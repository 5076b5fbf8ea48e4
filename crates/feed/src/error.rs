// ABOUTME: Error types for feed import, validation and XML output.
// ABOUTME: Provides FeedError enum with Parse, Invalid, Xml, and Io variants.

use std::fmt;
use thiserror::Error;

/// Errors that can occur around the feed conversion.
///
/// Mapping a feed into a dialect never fails; these cover the edges:
/// reading an existing feed, caller-side validation and writing XML.
#[derive(Debug, Error)]
pub enum FeedError {
    /// Failed to parse the source feed data (malformed XML/JSON).
    #[error("failed to parse feed: {0}")]
    Parse(String),

    /// A required field (title, link, description) is empty.
    #[error("invalid feed: {0}")]
    Invalid(String),

    /// The XML writer rejected an event.
    #[error("failed to write xml: {0}")]
    Xml(String),

    /// The underlying sink failed.
    #[error(transparent)]
    Io(#[from] std::io::Error),
}

impl FeedError {
    /// Creates a Parse error from an underlying feed-rs error.
    pub fn parse(err: impl fmt::Display) -> Self {
        FeedError::Parse(err.to_string())
    }

    /// Creates an Invalid error with a custom message.
    pub fn invalid(msg: impl Into<String>) -> Self {
        FeedError::Invalid(msg.into())
    }

    /// Creates an Xml error from a quick-xml error.
    pub fn xml(err: impl fmt::Display) -> Self {
        FeedError::Xml(err.to_string())
    }
}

# To do:
Each line of the records that contains the string "FeedError" must be copied.

# Exercise response:
// ABOUTME: Provides FeedError enum with Parse, Invalid, Xml, and Io variants.
pub enum FeedError {
impl FeedError {
        FeedError::Parse(err.to_string())
        FeedError::Invalid(msg.into())
        FeedError::Xml(err.to_string())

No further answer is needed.